DOI: 10.1093/bjd/ljag086.262 ISSN: 0007-0963

AI14 The performance of large language models on the dermatology Specialty Certificate Examination

Mai Shehab, Wisam Alwan

Abstract

Large language models (LLMs) are increasingly being used for educational purposes. Previous studies evaluating the performance of LLM on the dermatology Specialty Certificate Examination (SCE), excluding image-based questions, reported overall accuracies of 63% for ChatGPT 3.5 and 90% for ChatGPT 4 (Passby L, Jenko N, Wernham A. Performance of ChatGPT on Specialty Certificate Examination in Dermatology multiple-choice questions. Clin Exp Dermatol 2024; 49: 722–7). This study assesses the performance of four current-generation LLMs on sample dermatology SCE questions, inclusive of image-based questions. In total, 104 single-best-answer dermatology SCE sample questions, available on the Membership of the Royal College of Physicians website, were individually entered into ChatGPT-5.1, Gemini 3.0, Claude Sonnet 4.5 and Grok 4.1. Extended-reasoning models were selected where available to reflect exam technique. Incorrect answers were collected and thematically analysed to identify trends among models, hallucination patterns and reasoning errors.
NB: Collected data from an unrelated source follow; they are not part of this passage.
/*
** This file is a part of Xylem (XML tree loader for configuration data)
**
** Xylem is free software: you can redistribute it and/or modify it
** under the terms of the GNU Lesser General Public License as
** published by the Free Software Foundation, either version 3 of
** the License, or (at your option) any later version.
*/

use crate::ScanError;
use crate::ScanEvent;
use crate::ScanHandler;
use crate::pool::Pool;

use super::AttrData;
use super::NodeData;
use super::NodeId;
use super::SliceRef;
use super::StrRef;
use super::error::description;

/// Assembles the node tree from scanner events.
///
/// Nesting is tracked with explicit stacks instead of recursion: a flat
/// stack of sibling node ids plus a stack of frame boundaries marking
/// where each open element's children begin. Attributes and text are
/// buffered transiently and materialized into pool storage when the
/// element closes.
pub(super) struct TreeBuilder {
    pool: Pool,
    nodes: Vec<NodeData>,
    current: NodeId,
    sibling_stack: Vec<NodeId>,
    frame_stack: Vec<usize>,
    text_stack: Vec<String>,
    pending_attrs: Vec<AttrData>,
}

impl TreeBuilder {
    pub(super) fn new() -> TreeBuilder {
        TreeBuilder {
            pool: Pool::new(),
            nodes: vec![NodeData::root()],
            current: NodeId::ROOT,
            sibling_stack: Vec::new(),
            frame_stack: vec![0],
            text_stack: vec![String::new()],
            pending_attrs: Vec::new(),
        }
    }

    pub(super) fn into_parts(self) -> (Pool, Vec<NodeData>) {
        (self.pool, self.nodes)
    }

    fn flush_attrs(&mut self) -> Result<(), ScanError> {
        if self.pending_attrs.is_empty() {
            return Ok(());
        }
        let slice = self.pool.alloc_slice(&self.pending_attrs)?;
        self.nodes[self.current.index()].attrs = SliceRef::new(slice);
        self.pending_attrs.clear();
        Ok(())
    }

    fn open_tag(&mut self, name: &str) -> Result<(), ScanError> {
        if name.is_empty() {
            return Err(ScanError::BadXml(description::UNNAMED_ELEMENT));
        }
        self.flush_attrs()?;
        let name_ref = StrRef::new(self.pool.push_str(name)?);
        let id = NodeId::new(self.nodes.len())?;
        self.nodes.push(NodeData {
            name: name_ref,
            data: StrRef::EMPTY,
            parent: Some(self.current),
            children: SliceRef::empty(),
            attrs: SliceRef::empty(),
        });
        self.sibling_stack.push(id);
        self.frame_stack.push(self.sibling_stack.len());
        self.text_stack.push(String::new());
        self.current = id;
        Ok(())
    }

    fn add_attr(&mut self, name: &str, value: &str) -> Result<(), ScanError> {
        // Elements rarely carry more than a handful of attributes, so a
        // linear compare against the pending set is enough.
        for attr in &self.pending_attrs {
            // SAFETY: the view points into our own pool.
            if unsafe { attr.name.as_str() } == name {
                return Err(ScanError::BadXml(description::DUPLICATE_ATTRIBUTE));
            }
        }
        let name_ref = StrRef::new(self.pool.push_str(name)?);
        let value_ref = StrRef::new(self.pool.push_str(value)?);
        self.pending_attrs.push(AttrData {
            name: name_ref,
            value: value_ref,
        });
        Ok(())
    }

    fn add_text(&mut self, text: &str, is_first: bool) {
        let buf = match self.text_stack.last_mut() {
            Some(buf) => buf,
            None => return,
        };
        if is_first && !buf.is_empty() {
            // A second text run after a comment or child element; keep
            // both, separated by a line break.
            buf.push('\n');
        }
        buf.push_str(text);
    }

    fn close_tag(&mut self, name: &str) -> Result<(), ScanError> {
        if self.current == NodeId::ROOT {
            return Err(ScanError::BadXml(description::UNPAIRED_CLOSE));
        }
        if !name.is_empty() {
            // SAFETY: the view points into our own pool.
            let current_name = unsafe { self.nodes[self.current.index()].name.as_str() };
            if current_name != name {
                return Err(ScanError::BadXml(description::UNPAIRED_CLOSE));
            }
        }
        self.flush_attrs()?;
        if let Some(text) = self.text_stack.pop()
            && !text.is_empty()
        {
            self.nodes[self.current.index()].data = StrRef::new(self.pool.push_str(&text)?);
        }
        if let Some(frame) = self.frame_stack.pop() {
            let children = &self.sibling_stack[frame..];
            if !children.is_empty() {
                self.nodes[self.current.index()].children =
                    SliceRef::new(self.pool.alloc_slice(children)?);
            }
            self.sibling_stack.truncate(frame);
        }
        if let Some(parent) = self.nodes[self.current.index()].parent {
            self.current = parent;
        }
        Ok(())
    }

    fn finish(&mut self) -> Result<(), ScanError> {
        if self.current != NodeId::ROOT {
            // Some element was never closed.
            return Err(ScanError::BadXml(description::UNEXPECTED_END));
        }
        let text = &self.text_stack[0];
        if !text.is_empty() {
            let data = StrRef::new(self.pool.push_str(text)?);
            self.nodes[NodeId::ROOT.index()].data = data;
        }
        if !self.sibling_stack.is_empty() {
            let children = SliceRef::new(self.pool.alloc_slice(&self.sibling_stack)?);
            self.nodes[NodeId::ROOT.index()].children = children;
        }
        Ok(())
    }
}

impl ScanHandler for TreeBuilder {
    fn handle_event(&mut self, event: &ScanEvent) -> Result<(), ScanError> {
        match event {
            ScanEvent::DocOpen => Ok(()),
            ScanEvent::DocClose => self.finish(),
            ScanEvent::TagOpen(name) => self.open_tag(name),
            ScanEvent::TagClose(name) => self.close_tag(name),
            ScanEvent::Attr(name, value) => self.add_attr(name, value),
            ScanEvent::Text(text, is_first) => {
                self.add_text(text, *is_first);
                Ok(())
            }
        }
    }
}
Accuracy was highest for Gemini (98.1%), followed by ChatGPT (97.1%), Claude (93.3%) and Grok (89.4%). Four questions included images: three histopathology slides and one spot-diagnosis. All models correctly answered the spot-diagnosis question; however, no models answered all three histopathology items correctly. One question on cutaneous allergy showed dis­agreement among all models, with only Gemini identifying the correct answer. Despite high overall performance, incorrect responses were supported by persuasive explanations. Qualitative analysis demonstrated recurring error patterns, particularly in items requiring ‘single-best-answer’ reasoning and in distinguishing subtly different clinical presentations or histopathological features. Current LLMs demonstrate strong performance on dermatology SCE-style questions, yet the confident delivery of incorrect responses highlights important educational considerations. While LLMs can be a useful tool in moderating exam questions, they must be developed using robust, well-referenced training data. LLMs offer promise as adjunct revision tools; however, unrecognized errors may mislead learners who depend on openly accessible, noncurated models to learn dermatology.